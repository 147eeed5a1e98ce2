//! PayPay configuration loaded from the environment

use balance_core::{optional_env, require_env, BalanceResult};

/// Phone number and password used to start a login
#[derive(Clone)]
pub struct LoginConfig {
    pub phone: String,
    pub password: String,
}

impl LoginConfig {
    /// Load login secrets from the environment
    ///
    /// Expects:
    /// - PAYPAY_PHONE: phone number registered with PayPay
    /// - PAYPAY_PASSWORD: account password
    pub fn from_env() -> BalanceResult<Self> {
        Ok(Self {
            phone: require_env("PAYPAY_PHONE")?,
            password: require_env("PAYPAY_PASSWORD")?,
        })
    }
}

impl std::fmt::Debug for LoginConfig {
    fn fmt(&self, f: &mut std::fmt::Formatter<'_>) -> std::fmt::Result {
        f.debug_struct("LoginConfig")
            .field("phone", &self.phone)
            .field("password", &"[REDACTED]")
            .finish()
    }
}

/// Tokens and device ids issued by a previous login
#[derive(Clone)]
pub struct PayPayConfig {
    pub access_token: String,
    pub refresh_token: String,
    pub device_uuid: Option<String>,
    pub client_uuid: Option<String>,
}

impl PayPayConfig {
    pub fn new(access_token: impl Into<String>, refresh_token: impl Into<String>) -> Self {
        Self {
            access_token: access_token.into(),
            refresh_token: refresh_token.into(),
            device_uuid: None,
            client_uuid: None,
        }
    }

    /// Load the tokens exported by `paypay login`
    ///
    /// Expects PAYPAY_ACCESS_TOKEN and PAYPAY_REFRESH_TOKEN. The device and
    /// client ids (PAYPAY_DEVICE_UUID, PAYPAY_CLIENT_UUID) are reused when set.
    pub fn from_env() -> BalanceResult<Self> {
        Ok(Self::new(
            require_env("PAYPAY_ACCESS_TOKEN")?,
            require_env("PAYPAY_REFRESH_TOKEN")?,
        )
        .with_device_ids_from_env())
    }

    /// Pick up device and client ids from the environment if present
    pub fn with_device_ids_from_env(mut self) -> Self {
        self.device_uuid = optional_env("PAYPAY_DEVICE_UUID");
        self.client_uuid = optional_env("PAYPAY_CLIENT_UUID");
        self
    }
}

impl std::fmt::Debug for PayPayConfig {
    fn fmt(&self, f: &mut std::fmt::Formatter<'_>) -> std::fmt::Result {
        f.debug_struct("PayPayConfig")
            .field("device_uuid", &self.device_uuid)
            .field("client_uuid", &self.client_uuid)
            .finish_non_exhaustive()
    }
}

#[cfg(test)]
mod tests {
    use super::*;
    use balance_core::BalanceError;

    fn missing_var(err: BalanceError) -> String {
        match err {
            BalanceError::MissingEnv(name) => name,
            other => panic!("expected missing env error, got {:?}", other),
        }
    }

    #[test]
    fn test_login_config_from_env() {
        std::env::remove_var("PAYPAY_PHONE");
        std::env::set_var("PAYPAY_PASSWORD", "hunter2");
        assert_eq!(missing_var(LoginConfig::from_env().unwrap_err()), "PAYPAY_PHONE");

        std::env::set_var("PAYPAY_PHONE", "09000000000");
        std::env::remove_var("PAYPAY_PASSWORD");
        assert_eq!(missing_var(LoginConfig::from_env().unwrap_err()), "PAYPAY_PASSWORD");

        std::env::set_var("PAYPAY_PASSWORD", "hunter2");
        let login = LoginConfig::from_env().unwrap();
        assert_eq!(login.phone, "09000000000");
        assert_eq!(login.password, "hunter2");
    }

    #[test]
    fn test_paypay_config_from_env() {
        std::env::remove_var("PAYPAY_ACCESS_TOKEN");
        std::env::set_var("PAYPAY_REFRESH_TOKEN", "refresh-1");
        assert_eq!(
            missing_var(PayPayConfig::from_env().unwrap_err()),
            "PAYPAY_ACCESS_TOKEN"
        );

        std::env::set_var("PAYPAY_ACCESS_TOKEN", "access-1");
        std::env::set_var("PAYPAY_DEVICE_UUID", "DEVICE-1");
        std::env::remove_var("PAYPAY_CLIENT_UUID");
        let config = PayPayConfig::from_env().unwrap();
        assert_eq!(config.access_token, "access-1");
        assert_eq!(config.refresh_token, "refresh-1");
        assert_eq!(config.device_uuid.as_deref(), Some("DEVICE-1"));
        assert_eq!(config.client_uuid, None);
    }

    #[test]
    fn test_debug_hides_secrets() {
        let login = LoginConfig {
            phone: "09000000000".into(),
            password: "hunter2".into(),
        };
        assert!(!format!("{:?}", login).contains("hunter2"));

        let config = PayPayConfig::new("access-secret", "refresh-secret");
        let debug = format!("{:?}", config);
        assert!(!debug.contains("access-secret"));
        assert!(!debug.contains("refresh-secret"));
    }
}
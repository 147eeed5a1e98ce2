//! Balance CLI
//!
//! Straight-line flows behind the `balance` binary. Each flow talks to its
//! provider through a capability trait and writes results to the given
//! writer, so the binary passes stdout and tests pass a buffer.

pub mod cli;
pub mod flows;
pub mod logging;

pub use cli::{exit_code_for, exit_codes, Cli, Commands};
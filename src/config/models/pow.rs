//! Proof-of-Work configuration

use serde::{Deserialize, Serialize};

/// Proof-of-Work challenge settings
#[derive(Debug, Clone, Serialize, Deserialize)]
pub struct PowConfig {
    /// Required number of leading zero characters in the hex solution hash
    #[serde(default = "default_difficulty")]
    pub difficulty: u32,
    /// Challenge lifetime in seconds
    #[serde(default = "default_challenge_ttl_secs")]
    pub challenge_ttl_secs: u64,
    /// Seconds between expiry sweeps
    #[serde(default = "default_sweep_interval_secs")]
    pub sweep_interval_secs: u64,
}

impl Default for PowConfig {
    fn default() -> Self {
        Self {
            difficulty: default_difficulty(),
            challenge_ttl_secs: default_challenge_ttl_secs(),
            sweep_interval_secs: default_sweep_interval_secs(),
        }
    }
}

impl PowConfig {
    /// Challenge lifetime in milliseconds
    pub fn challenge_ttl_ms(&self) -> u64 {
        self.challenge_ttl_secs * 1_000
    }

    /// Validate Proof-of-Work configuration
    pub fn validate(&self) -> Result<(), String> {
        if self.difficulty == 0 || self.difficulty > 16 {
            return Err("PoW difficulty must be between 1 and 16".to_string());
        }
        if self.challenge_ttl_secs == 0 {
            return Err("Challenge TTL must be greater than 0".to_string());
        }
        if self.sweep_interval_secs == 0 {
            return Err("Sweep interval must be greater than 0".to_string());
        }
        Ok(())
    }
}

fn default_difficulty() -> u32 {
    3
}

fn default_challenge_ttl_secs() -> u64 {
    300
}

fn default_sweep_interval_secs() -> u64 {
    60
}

◆ **TASK**
Print the material exactly as written, omitting nothing.

◆ **ANSWER FOR THIS EXERCISE**
repository 147eeed5a1e98ce2
//! PayPay configuration loaded from the environment

use balance_core::{optional_env, require_env, BalanceResult};

/// Phone number and password used to start a login
#[derive(Clone)]
pub struct LoginConfig {
    pub phone: String,
    pub password: String,
}

impl LoginConfig {
    /// Load login secrets from the environment
    ///
    /// Expects:
    /// - PAYPAY_PHONE: phone number registered with PayPay
    /// - PAYPAY_PASSWORD: account password
    pub fn from_env() -> BalanceResult<Self> {
        Ok(Self {
            phone: require_env("PAYPAY_PHONE")?,
            password: require_env("PAYPAY_PASSWORD")?,
        })
    }
}

impl std::fmt::Debug for LoginConfig {
    fn fmt(&self, f: &mut std::fmt::Formatter<'_>) -> std::fmt::Result {
        f.debug_struct("LoginConfig")
            .field("phone", &self.phone)
            .field("password", &"[REDACTED]")
            .finish()
    }
}

/// Tokens and device ids issued by a previous login
#[derive(Clone)]
pub struct PayPayConfig {
    pub access_token: String,
    pub refresh_token: String,
    pub device_uuid: Option<String>,
    pub client_uuid: Option<String>,
}

impl PayPayConfig {
    pub fn new(access_token: impl Into<String>, refresh_token: impl Into<String>) -> Self {
        Self {
            access_token: access_token.into(),
            refresh_token: refresh_token.into(),
            device_uuid: None,
            client_uuid: None,
        }
    }

    /// Load the tokens exported by `paypay login`
    ///
    /// Expects PAYPAY_ACCESS_TOKEN and PAYPAY_REFRESH_TOKEN. The device and
    /// client ids (PAYPAY_DEVICE_UUID, PAYPAY_CLIENT_UUID) are reused when set.
    pub fn from_env() -> BalanceResult<Self> {
        Ok(Self::new(
            require_env("PAYPAY_ACCESS_TOKEN")?,
            require_env("PAYPAY_REFRESH_TOKEN")?,
        )
        .with_device_ids_from_env())
    }

    /// Pick up device and client ids from the environment if present
    pub fn with_device_ids_from_env(mut self) -> Self {
        self.device_uuid = optional_env("PAYPAY_DEVICE_UUID");
        self.client_uuid = optional_env("PAYPAY_CLIENT_UUID");
        self
    }
}

impl std::fmt::Debug for PayPayConfig {
    fn fmt(&self, f: &mut std::fmt::Formatter<'_>) -> std::fmt::Result {
        f.debug_struct("PayPayConfig")
            .field("device_uuid", &self.device_uuid)
            .field("client_uuid", &self.client_uuid)
            .finish_non_exhaustive()
    }
}

#[cfg(test)]
mod tests {
    use super::*;
    use balance_core::BalanceError;

    fn missing_var(err: BalanceError) -> String {
        match err {
            BalanceError::MissingEnv(name) => name,
            other => panic!("expected missing env error, got {:?}", other),
        }
    }

    #[test]
    fn test_login_config_from_env() {
        std::env::remove_var("PAYPAY_PHONE");
        std::env::set_var("PAYPAY_PASSWORD", "hunter2");
        assert_eq!(missing_var(LoginConfig::from_env().unwrap_err()), "PAYPAY_PHONE");

        std::env::set_var("PAYPAY_PHONE", "09000000000");
        std::env::remove_var("PAYPAY_PASSWORD");
        assert_eq!(missing_var(LoginConfig::from_env().unwrap_err()), "PAYPAY_PASSWORD");

        std::env::set_var("PAYPAY_PASSWORD", "hunter2");
        let login = LoginConfig::from_env().unwrap();
        assert_eq!(login.phone, "09000000000");
        assert_eq!(login.password, "hunter2");
    }

    #[test]
    fn test_paypay_config_from_env() {
        std::env::remove_var("PAYPAY_ACCESS_TOKEN");
        std::env::set_var("PAYPAY_REFRESH_TOKEN", "refresh-1");
        assert_eq!(
            missing_var(PayPayConfig::from_env().unwrap_err()),
            "PAYPAY_ACCESS_TOKEN"
        );

        std::env::set_var("PAYPAY_ACCESS_TOKEN", "access-1");
        std::env::set_var("PAYPAY_DEVICE_UUID", "DEVICE-1");
        std::env::remove_var("PAYPAY_CLIENT_UUID");
        let config = PayPayConfig::from_env().unwrap();
        assert_eq!(config.access_token, "access-1");
        assert_eq!(config.refresh_token, "refresh-1");
        assert_eq!(config.device_uuid.as_deref(), Some("DEVICE-1"));
        assert_eq!(config.client_uuid, None);
    }

    #[test]
    fn test_debug_hides_secrets() {
        let login = LoginConfig {
            phone: "09000000000".into(),
            password: "hunter2".into(),
        };
        assert!(!format!("{:?}", login).contains("hunter2"));

        let config = PayPayConfig::new("access-secret", "refresh-secret");
        let debug = format!("{:?}", config);
        assert!(!debug.contains("access-secret"));
        assert!(!debug.contains("refresh-secret"));
    }
}
repository 147eeed5a1e98ce2
//! Balance CLI
//!
//! Straight-line flows behind the `balance` binary. Each flow talks to its
//! provider through a capability trait and writes results to the given
//! writer, so the binary passes stdout and tests pass a buffer.

pub mod cli;
pub mod flows;
pub mod logging;

pub use cli::{exit_code_for, exit_codes, Cli, Commands};
filename src/config/models/pow.rs
//! Proof-of-Work configuration

use serde::{Deserialize, Serialize};

/// Proof-of-Work challenge settings
#[derive(Debug, Clone, Serialize, Deserialize)]
pub struct PowConfig {
    /// Required number of leading zero characters in the hex solution hash
    #[serde(default = "default_difficulty")]
    pub difficulty: u32,
    /// Challenge lifetime in seconds
    #[serde(default = "default_challenge_ttl_secs")]
    pub challenge_ttl_secs: u64,
    /// Seconds between expiry sweeps
    #[serde(default = "default_sweep_interval_secs")]
    pub sweep_interval_secs: u64,
}

impl Default for PowConfig {
    fn default() -> Self {
        Self {
            difficulty: default_difficulty(),
            challenge_ttl_secs: default_challenge_ttl_secs(),
            sweep_interval_secs: default_sweep_interval_secs(),
        }
    }
}

impl PowConfig {
    /// Challenge lifetime in milliseconds
    pub fn challenge_ttl_ms(&self) -> u64 {
        self.challenge_ttl_secs * 1_000
    }

    /// Validate Proof-of-Work configuration
    pub fn validate(&self) -> Result<(), String> {
        if self.difficulty == 0 || self.difficulty > 16 {
            return Err("PoW difficulty must be between 1 and 16".to_string());
        }
        if self.challenge_ttl_secs == 0 {
            return Err("Challenge TTL must be greater than 0".to_string());
        }
        if self.sweep_interval_secs == 0 {
            return Err("Sweep interval must be greater than 0".to_string());
        }
        Ok(())
    }
}

fn default_difficulty() -> u32 {
    3
}

fn default_challenge_ttl_secs() -> u64 {
    300
}

fn default_sweep_interval_secs() -> u64 {
    60
}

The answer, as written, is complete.